En novembre 1981, le gouvernement israélien destitua les maires nationalistes, dont Shakaa. Mais ce ne fut pas la fin de son combat qui, suite à la mise sur pied de l’AP 1) à Ramallah en 1994, acquit une nouvelle impulsion.
Shakaa s’opposa à la corruption de l’AP et à sa soumission servile à Israël. Sa frustration à propos de l’AP l’amena, en 1999, à corédiger et signer un « Cri de la terre natale », qui dénonçait l’AP pour sa « méthodologie systématique de la corruption, de l’humiliation et de la violence à l’égard du peuple ». Il s’ensuivit que l’AP plaça Shakaa, 70 ans à l’époque, en résidence surveillée.
Cependant, ce fut le mouvement même créé par Shakaa, Khalaf et leurs collègues qui sema les graines du soulèvement populaire palestinien en 1987. En fait, la Première Intifada reste le mouvement populaire le plus puissant de l’histoire moderne de la Palestine.
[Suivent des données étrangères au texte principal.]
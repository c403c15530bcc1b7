//! The error taxonomy used at the boundaries of the market engine.
//!
//! Internal plumbing mostly passes `anyhow::Error` around, the way the
//! teacher's own `Result` alias does, because most internal failures end
//! up persisted as part of a [`crate::model::ProviderAnswer`] rather than
//! propagated. [`MarketError`] exists for the handful of places spec.md
//! §7 says errors are allowed to cross the library boundary: config
//! problems at startup, and `all_providers_failed`/persistence failures
//! out of [`crate::coordinator`].

use thiserror::Error;

/// Errors that can escape the market engine.
#[derive(Debug, Error)]
pub enum MarketError {
    /// A provider or market configuration value was missing or invalid.
    #[error("configuration error: {0}")]
    Config(String),

    /// No enabled provider produced a usable answer in some round.
    #[error("unable to get responses from any provider")]
    AllProvidersFailed,

    /// Writing a run, answer, or arbiter output to the store failed.
    #[error("persistence error: {0}")]
    Persistence(#[from] sqlx::Error),
}

/// The fine-grained error kind attached to a single provider call.
///
/// This is the taxonomy from spec.md §7 that never crosses the coordinator
/// boundary on its own — it is always wrapped in a
/// [`crate::model::ProviderError`] and persisted alongside the
/// [`crate::model::ProviderAnswer`] it belongs to.
#[derive(Debug, Clone, Copy, PartialEq, Eq, Serialize, Deserialize)]
#[serde(rename_all = "snake_case")]
pub enum ErrorKind {
    /// The remote rejected our credentials outright (HTTP 401).
    AuthError,
    /// The remote understood our credentials but refused the request
    /// (HTTP 403).
    Forbidden,
    /// Our local token bucket had no tokens available.
    RateLimited,
    /// The remote told us to slow down (HTTP 429).
    RateLimit,
    /// The remote had an internal failure (HTTP 5xx).
    ServerError,
    /// Our client-side deadline elapsed before the remote responded.
    Timeout,
    /// A transport-level failure other than a timeout.
    NetworkError,
    /// The response body could not be parsed as JSON, or didn't match
    /// the expected shape even after recovery heuristics were applied.
    ParseError,
    /// The provider's safety/content filter fired.
    SafetyBlock,
    /// The per-provider circuit breaker was open.
    CircuitOpen,
    /// The provider client actor was never started (no credentials, or
    /// disabled in configuration).
    ProviderNotStarted,
}

impl ErrorKind {
    /// Is this class of failure worth retrying, per spec.md §4.4 step 5?
    pub fn is_retryable(self) -> bool {
        matches!(
            self,
            ErrorKind::RateLimit | ErrorKind::ServerError | ErrorKind::Timeout
        )
    }
}

use serde::{Deserialize, Serialize};

/// A structured error describing why a single provider call failed.
#[derive(Debug, Clone, Serialize, Deserialize)]
pub struct ProviderError {
    /// The coarse-grained kind of failure.
    pub kind: ErrorKind,
    /// A human-readable message, safe to log and persist.
    pub message: String,
    /// The HTTP status code, if the failure happened at the HTTP layer.
    pub http_status: Option<u16>,
}

impl ProviderError {
    /// Build a new [`ProviderError`].
    pub fn new(kind: ErrorKind, message: impl Into<String>) -> Self {
        Self {
            kind,
            message: message.into(),
            http_status: None,
        }
    }

    /// Attach an HTTP status code.
    pub fn with_status(mut self, status: u16) -> Self {
        self.http_status = Some(status);
        self
    }

    /// Is this error worth retrying per spec.md §4.4 step 5?
    pub fn is_retryable(&self) -> bool {
        match self.http_status {
            Some(status) => matches!(status, 429 | 500 | 502 | 503 | 504),
            None => self.kind.is_retryable(),
        }
    }
}

impl std::fmt::Display for ProviderError {
    fn fmt(&self, f: &mut std::fmt::Formatter<'_>) -> std::fmt::Result {
        write!(f, "{:?}: {}", self.kind, self.message)
    }
}

impl std::error::Error for ProviderError {}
Puisse Shakaa reposer dans la paix et la puissance, maintenant qu’il a accompli sa mission historique en tant que dirigeant parmi les plus aimés de la Palestine et l’un des plus purs « intellectuels organiques » de tous les temps.
Ramzy Baroud
Publié le 29/7/2019 sur Middle East Monitor sous le titre : « Mort d’un maire palestinien, arrêté par l’AP : il faisait partie d’une lignée de révolutionnaires en voie d’extinction »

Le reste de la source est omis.